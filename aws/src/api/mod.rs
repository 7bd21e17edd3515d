//! SNS platform application API
//!
//! `PlatformApplicationApi` is the seam between the resource and SNS. The
//! SDK-backed `Client` talks to AWS; `MemorySns` keeps applications in
//! process with the same observable behavior for tests.

pub mod arn;
pub mod client;
pub mod error;
pub mod memory;

pub use arn::PlatformApplicationArn;
pub use client::Client;
pub use error::ApiError;
pub use memory::MemorySns;

use async_trait::async_trait;
use std::collections::HashMap;
use std::fmt;
use std::str::FromStr;

/// SNS attribute keys for platform applications
pub mod attributes {
    pub const PLATFORM_CREDENTIAL: &str = "PlatformCredential";
    pub const PLATFORM_PRINCIPAL: &str = "PlatformPrincipal";
    pub const EVENT_ENDPOINT_CREATED: &str = "EventEndpointCreated";
    pub const EVENT_ENDPOINT_UPDATED: &str = "EventEndpointUpdated";
    pub const EVENT_ENDPOINT_DELETED: &str = "EventEndpointDeleted";
    pub const EVENT_DELIVERY_FAILURE: &str = "EventDeliveryFailure";
    pub const SUCCESS_FEEDBACK_SAMPLE_RATE: &str = "SuccessFeedbackSampleRate";
    pub const SUCCESS_FEEDBACK_ROLE_ARN: &str = "SuccessFeedbackRoleArn";
    pub const FAILURE_FEEDBACK_ROLE_ARN: &str = "FailureFeedbackRoleArn";
}

/// Push notification service a platform application delivers through
#[derive(Debug, Clone, Copy, PartialEq, Eq, Hash)]
pub enum Platform {
    Adm,
    Apns,
    ApnsSandbox,
    Baidu,
    Gcm,
    Mpns,
    Wns,
}

impl Platform {
    pub const ALL: [Platform; 7] = [
        Platform::Adm,
        Platform::Apns,
        Platform::ApnsSandbox,
        Platform::Baidu,
        Platform::Gcm,
        Platform::Mpns,
        Platform::Wns,
    ];

    pub fn as_str(&self) -> &'static str {
        match self {
            Platform::Adm => "ADM",
            Platform::Apns => "APNS",
            Platform::ApnsSandbox => "APNS_SANDBOX",
            Platform::Baidu => "BAIDU",
            Platform::Gcm => "GCM",
            Platform::Mpns => "MPNS",
            Platform::Wns => "WNS",
        }
    }

    /// Certificate and keypair platforms authenticate with a principal as
    /// well as a credential
    pub fn requires_principal(&self) -> bool {
        matches!(
            self,
            Platform::Adm | Platform::Apns | Platform::ApnsSandbox | Platform::Baidu | Platform::Wns
        )
    }

    pub fn names() -> Vec<&'static str> {
        Self::ALL.iter().map(Platform::as_str).collect()
    }
}

impl fmt::Display for Platform {
    fn fmt(&self, f: &mut fmt::Formatter<'_>) -> fmt::Result {
        f.write_str(self.as_str())
    }
}

impl FromStr for Platform {
    type Err = ApiError;

    fn from_str(s: &str) -> Result<Self, Self::Err> {
        Self::ALL
            .into_iter()
            .find(|p| p.as_str() == s)
            .ok_or_else(|| {
                ApiError::Validation(format!(
                    "unsupported platform \"{}\", expected one of: {}",
                    s,
                    Self::names().join(", ")
                ))
            })
    }
}

#[derive(Debug, Clone)]
pub struct CreatePlatformApplicationRequest {
    pub name: String,
    pub platform: Platform,
    /// SNS attributes, including credential and principal
    pub attributes: HashMap<String, String>,
}

impl CreatePlatformApplicationRequest {
    /// Local checks SNS would otherwise reject remotely
    pub fn validate(&self) -> Result<(), ApiError> {
        if self.name.is_empty() {
            return Err(ApiError::Validation("name must not be empty".to_string()));
        }
        let has = |key: &str| self.attributes.get(key).is_some_and(|v| !v.is_empty());
        if !has(attributes::PLATFORM_CREDENTIAL) {
            return Err(ApiError::Validation(format!(
                "platform_credential is required for platform {}",
                self.platform
            )));
        }
        if self.platform.requires_principal() && !has(attributes::PLATFORM_PRINCIPAL) {
            return Err(ApiError::Validation(format!(
                "platform_principal is required for platform {}",
                self.platform
            )));
        }
        Ok(())
    }
}

/// CRUD calls for SNS platform applications, keyed by ARN
#[async_trait]
pub trait PlatformApplicationApi: Send + Sync {
    /// Returns the ARN SNS assigned
    async fn create_platform_application(
        &self,
        request: &CreatePlatformApplicationRequest,
    ) -> Result<String, ApiError>;

    /// Current attributes. Credential and principal are never returned.
    async fn get_platform_application_attributes(
        &self,
        arn: &str,
    ) -> Result<HashMap<String, String>, ApiError>;

    /// An empty value clears the attribute
    async fn set_platform_application_attributes(
        &self,
        arn: &str,
        attributes: HashMap<String, String>,
    ) -> Result<(), ApiError>;

    async fn delete_platform_application(&self, arn: &str) -> Result<(), ApiError>;
}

────────────────────────────────────────

If a line in the material above holds "const", copy it.

    pub const PLATFORM_CREDENTIAL: &str = "PlatformCredential";
    pub const PLATFORM_PRINCIPAL: &str = "PlatformPrincipal";
    pub const EVENT_ENDPOINT_CREATED: &str = "EventEndpointCreated";
    pub const EVENT_ENDPOINT_UPDATED: &str = "EventEndpointUpdated";
    pub const EVENT_ENDPOINT_DELETED: &str = "EventEndpointDeleted";
    pub const EVENT_DELIVERY_FAILURE: &str = "EventDeliveryFailure";
    pub const SUCCESS_FEEDBACK_SAMPLE_RATE: &str = "SuccessFeedbackSampleRate";
    pub const SUCCESS_FEEDBACK_ROLE_ARN: &str = "SuccessFeedbackRoleArn";
    pub const FAILURE_FEEDBACK_ROLE_ARN: &str = "FailureFeedbackRoleArn";
    pub const ALL: [Platform; 7] = [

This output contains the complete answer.